> _Exercise instructions_:
Find the lines holding the string "EspHttpServer" in the data, then copy all of them.

_ _ _ _ _

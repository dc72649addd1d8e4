//! ESP32 build: real pins, radio, NVS, and SNTP behind the platform traits.

use std::{
    net::Ipv4Addr,
    sync::{Arc, Mutex},
    thread,
    time::Duration,
};

use anyhow::{anyhow, Context};
use chrono::{NaiveDateTime, Utc};
use embedded_svc::{
    http::{Headers, Method},
    io::{Read, Write},
    wifi::{
        AccessPointConfiguration, AuthMethod, ClientConfiguration,
        Configuration as WifiConfiguration,
    },
};
use esp_idf_hal::gpio::{Gpio14, Gpio15, Input, PinDriver, Pull};
use esp_idf_svc::{
    eventloop::EspSystemEventLoop,
    hal::prelude::Peripherals,
    http::server::{Configuration as HttpConfiguration, EspHttpServer},
    log::EspLogger,
    nvs::{EspDefaultNvsPartition, EspNvs},
    sntp::{EspSntp, SyncStatus},
    wifi::{BlockingWifi, EspWifi},
};
use log::{info, warn};

use countdown_common::{BootMode, Configuration};

use crate::{
    controller,
    hal::{BootSensor, ConfigStore, Display, Radio, RestartReason, TimeSync, Timer, WallClock},
    provision::{ProvisioningServer, PROVISIONING_PORT, RESPONSE_FLUSH_DELAY},
};

const NVS_NAMESPACE: &str = "countdown";
const NVS_CONFIG_KEY: &str = "config_json";
const NVS_AUTOSTART_KEY: &str = "autostart_off";
const MAX_HTTP_BODY: usize = 2048;
const SNTP_SYNC_ATTEMPTS: u32 = 30;
const SNTP_POLL_INTERVAL: Duration = Duration::from_secs(1);
const SERVER_POLL_INTERVAL: Duration = Duration::from_millis(500);
const RESTART_FLUSH_DELAY: Duration = Duration::from_millis(500);

pub fn run() -> anyhow::Result<()> {
    esp_idf_svc::sys::link_patches();
    EspLogger::initialize_default();

    let peripherals = Peripherals::take()?;
    let sys_loop = EspSystemEventLoop::take()?;
    let nvs_partition = EspDefaultNvsPartition::take()?;

    let mut sensor = PinBootSensor::new(peripherals.pins.gpio14, peripherals.pins.gpio15)?;
    let mut store = NvsConfigStore::new(nvs_partition.clone());
    let mode = controller::select_boot_mode(&mut sensor, &mut store);

    let mut display = PanelDisplay;
    let mut timer = ThreadTimer;

    let reason = match mode {
        BootMode::SafeMode => {
            controller::run_safe_mode_reset(&mut display, &mut store, &mut timer)
        }
        BootMode::Reconfigure => {
            controller::run_reconfigure_reset(&mut display, &mut store, &mut timer)
        }
        BootMode::Recovery => {
            if let Err(err) = display.show_lines(&["Recovery mode.", "Reconfigure to resume."]) {
                warn!("panel write failed: {err:#}");
            }
            info!("autostart disabled; parked until reconfigure is requested");
            loop {
                thread::sleep(Duration::from_secs(60));
            }
        }
        BootMode::Provision => {
            let radio = EspRadio::new(peripherals.modem, sys_loop, nvs_partition)?;
            run_provisioning(radio, store, display, timer)?
        }
        BootMode::Normal => {
            let mut config = store
                .load()?
                .context("stored configuration vanished after mode selection")?;
            config.sanitize();
            info!(
                "configuration loaded: ssid=`{}`, timezone={}, target={} `{}`",
                config.ssid, config.timezone, config.target_date, config.target_label
            );

            let mut radio = EspRadio::new(peripherals.modem, sys_loop, nvs_partition)?;
            let mut time_sync = SntpTimeSync::default();
            let mut clock = EspClock;
            controller::run_normal(
                &config,
                &mut display,
                &mut radio,
                &mut timer,
                &mut time_sync,
                &mut clock,
            )
        }
    };

    restart(reason)
}

fn restart(reason: RestartReason) -> ! {
    info!("restarting: {}", reason.as_str());
    thread::sleep(RESTART_FLUSH_DELAY);
    unsafe { esp_idf_svc::sys::esp_restart() };
    unreachable!("esp_restart returned")
}

fn run_provisioning(
    mut radio: EspRadio,
    store: NvsConfigStore,
    mut display: PanelDisplay,
    mut timer: ThreadTimer,
) -> anyhow::Result<RestartReason> {
    let network = match controller::begin_provisioning(&mut radio, &mut timer, &mut display) {
        Ok(network) => network,
        Err(reason) => return Ok(reason),
    };
    info!(
        "setup form at http://{}:{} on `{}`",
        network.address, PROVISIONING_PORT, network.ssid
    );

    let backend = Arc::new(Mutex::new(ProvisioningServer::new(store, PanelDisplay)));

    let conf = HttpConfiguration {
        http_port: PROVISIONING_PORT,
        ..Default::default()
    };
    let mut server = EspHttpServer::new(&conf)?;

    {
        let backend = backend.clone();
        server.fn_handler::<anyhow::Error, _>("/", Method::Get, move |req| {
            let page = backend.lock().unwrap().index_page();
            req.into_response(
                200,
                Some("OK"),
                &[("Content-Type", "text/html; charset=utf-8")],
            )?
            .write_all(page.as_bytes())?;
            Ok(())
        })?;
    }

    {
        let backend = backend.clone();
        server.fn_handler::<anyhow::Error, _>("/configure", Method::Post, move |mut req| {
            let len = req.content_len().unwrap_or(0) as usize;
            if len > MAX_HTTP_BODY {
                req.into_response(413, None, &[])?
                    .write_all(b"submission too large")?;
                return Ok(());
            }

            let mut body = vec![0_u8; len];
            if len > 0 {
                req.read_exact(&mut body)?;
            }
            let body = String::from_utf8_lossy(&body);

            let page = backend.lock().unwrap().handle_configure(&body)?;
            req.into_response(
                200,
                Some("OK"),
                &[("Content-Type", "text/html; charset=utf-8")],
            )?
            .write_all(page.as_bytes())?;
            Ok(())
        })?;
    }

    loop {
        thread::sleep(SERVER_POLL_INTERVAL);
        if backend.lock().unwrap().is_complete() {
            break;
        }
    }

    // Leave the connection alive long enough for the confirmation page.
    thread::sleep(RESPONSE_FLUSH_DELAY);
    drop(server);
    if let Err(err) = radio.stop() {
        warn!("radio stop failed: {err:#}");
    }
    Ok(RestartReason::Provisioned)
}

/// Boot request buttons on GPIO14 (safe mode) and GPIO15 (reconfigure),
/// active low against internal pull-ups.
struct PinBootSensor {
    safe_mode: PinDriver<'static, Gpio14, Input>,
    reconfigure: PinDriver<'static, Gpio15, Input>,
}

impl PinBootSensor {
    fn new(safe_pin: Gpio14, reconfigure_pin: Gpio15) -> anyhow::Result<Self> {
        let mut safe_mode = PinDriver::input(safe_pin)?;
        safe_mode.set_pull(Pull::Up)?;
        let mut reconfigure = PinDriver::input(reconfigure_pin)?;
        reconfigure.set_pull(Pull::Up)?;

        Ok(Self {
            safe_mode,
            reconfigure,
        })
    }
}

impl BootSensor for PinBootSensor {
    fn safe_mode_requested(&mut self) -> bool {
        self.safe_mode.is_low()
    }

    fn reconfigure_requested(&mut self) -> bool {
        self.reconfigure.is_low()
    }
}

struct NvsConfigStore {
    partition: EspDefaultNvsPartition,
}

impl NvsConfigStore {
    fn new(partition: EspDefaultNvsPartition) -> Self {
        Self { partition }
    }

    fn open(&self) -> anyhow::Result<EspNvs<esp_idf_svc::nvs::NvsDefault>> {
        Ok(EspNvs::new(self.partition.clone(), NVS_NAMESPACE, true)?)
    }
}

impl ConfigStore for NvsConfigStore {
    fn load(&mut self) -> anyhow::Result<Option<Configuration>> {
        let mut nvs = self.open()?;
        let mut buffer = vec![0_u8; 1024];

        match nvs.get_str(NVS_CONFIG_KEY, &mut buffer)? {
            Some(value) => {
                let config = serde_json::from_str::<Configuration>(value)
                    .context("configuration record is not valid JSON")?;
                Ok(Some(config))
            }
            None => Ok(None),
        }
    }

    fn save(&mut self, config: &Configuration) -> anyhow::Result<()> {
        let mut nvs = self.open()?;
        let payload = serde_json::to_string(config)?;
        nvs.set_str(NVS_CONFIG_KEY, &payload)?;
        Ok(())
    }

    fn erase(&mut self) -> anyhow::Result<()> {
        let mut nvs = self.open()?;
        nvs.remove(NVS_CONFIG_KEY)?;
        Ok(())
    }

    fn disable_autostart(&mut self) -> anyhow::Result<()> {
        let mut nvs = self.open()?;
        nvs.set_u8(NVS_AUTOSTART_KEY, 1)?;
        Ok(())
    }

    fn enable_autostart(&mut self) -> anyhow::Result<()> {
        let mut nvs = self.open()?;
        nvs.remove(NVS_AUTOSTART_KEY)?;
        Ok(())
    }

    fn autostart_disabled(&mut self) -> anyhow::Result<bool> {
        let nvs = self.open()?;
        Ok(nvs.get_u8(NVS_AUTOSTART_KEY)?.unwrap_or(0) == 1)
    }
}

/// Front panel. Lines go to the log until the panel driver lands; the
/// countdown rendering hooks in here.
struct PanelDisplay;

impl Display for PanelDisplay {
    fn show_lines(&mut self, lines: &[&str]) -> anyhow::Result<()> {
        for line in lines {
            info!("[panel] {line}");
        }
        Ok(())
    }

    fn show_countdown(&mut self, days_remaining: u32, label: &str) -> anyhow::Result<()> {
        info!("[panel] {label}");
        info!("[panel] {days_remaining} days");
        Ok(())
    }
}

struct EspRadio {
    wifi: BlockingWifi<EspWifi<'static>>,
}

impl EspRadio {
    fn new(
        modem: esp_idf_svc::hal::modem::Modem,
        sys_loop: EspSystemEventLoop,
        nvs_partition: EspDefaultNvsPartition,
    ) -> anyhow::Result<Self> {
        let wifi = BlockingWifi::wrap(
            EspWifi::new(modem, sys_loop.clone(), Some(nvs_partition))?,
            sys_loop,
        )?;
        Ok(Self { wifi })
    }
}

impl Radio for EspRadio {
    fn start_access_point(&mut self, ssid: &str, password: &str) -> anyhow::Result<()> {
        self.wifi
            .set_configuration(&WifiConfiguration::AccessPoint(AccessPointConfiguration {
                ssid: ssid.try_into().map_err(|_| anyhow!("AP ssid too long"))?,
                password: password
                    .try_into()
                    .map_err(|_| anyhow!("AP password too long"))?,
                auth_method: AuthMethod::WPA2Personal,
                channel: 1,
                ..Default::default()
            }))?;
        self.wifi.start()?;
        self.wifi.wait_netif_up()?;
        Ok(())
    }

    fn access_point_address(&mut self) -> anyhow::Result<Option<Ipv4Addr>> {
        let info = self.wifi.wifi().ap_netif().get_ip_info()?;
        Ok((!info.ip.is_unspecified()).then_some(info.ip))
    }

    fn connect_station(&mut self, ssid: &str, password: &str) -> anyhow::Result<()> {
        let auth_method = if password.is_empty() {
            AuthMethod::None
        } else {
            AuthMethod::WPAWPA2Personal
        };

        self.wifi
            .set_configuration(&WifiConfiguration::Client(ClientConfiguration {
                ssid: ssid.try_into().map_err(|_| anyhow!("ssid too long"))?,
                password: password
                    .try_into()
                    .map_err(|_| anyhow!("password too long"))?,
                auth_method,
                ..Default::default()
            }))?;
        self.wifi.start()?;
        self.wifi.connect()?;
        Ok(())
    }

    fn station_address(&mut self) -> anyhow::Result<Option<Ipv4Addr>> {
        let info = self.wifi.wifi().sta_netif().get_ip_info()?;
        Ok((!info.ip.is_unspecified()).then_some(info.ip))
    }

    fn stop(&mut self) -> anyhow::Result<()> {
        self.wifi.stop()?;
        Ok(())
    }
}

#[derive(Default)]
struct SntpTimeSync {
    // Dropping the handle stops the periodic resync, so it lives here.
    sntp: Option<EspSntp<'static>>,
}

impl TimeSync for SntpTimeSync {
    fn sync(&mut self) -> anyhow::Result<()> {
        let sntp = EspSntp::new_default().context("failed to start SNTP")?;

        for _ in 0..SNTP_SYNC_ATTEMPTS {
            if sntp.get_sync_status() == SyncStatus::Completed {
                info!("clock synchronized");
                self.sntp = Some(sntp);
                return Ok(());
            }
            thread::sleep(SNTP_POLL_INTERVAL);
        }

        Err(anyhow!(
            "no SNTP response after {SNTP_SYNC_ATTEMPTS} seconds"
        ))
    }
}

struct EspClock;

impl WallClock for EspClock {
    fn local_now(&mut self, utc_offset_hours: i32) -> NaiveDateTime {
        Utc::now().naive_utc() + chrono::Duration::hours(i64::from(utc_offset_hours))
    }
}

struct ThreadTimer;

impl Timer for ThreadTimer {
    fn sleep(&mut self, duration: Duration) {
        thread::sleep(duration);
    }
}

_ _ _ _ _

> _Response box_:
    http::server::{Configuration as HttpConfiguration, EspHttpServer},
    let mut server = EspHttpServer::new(&conf)?;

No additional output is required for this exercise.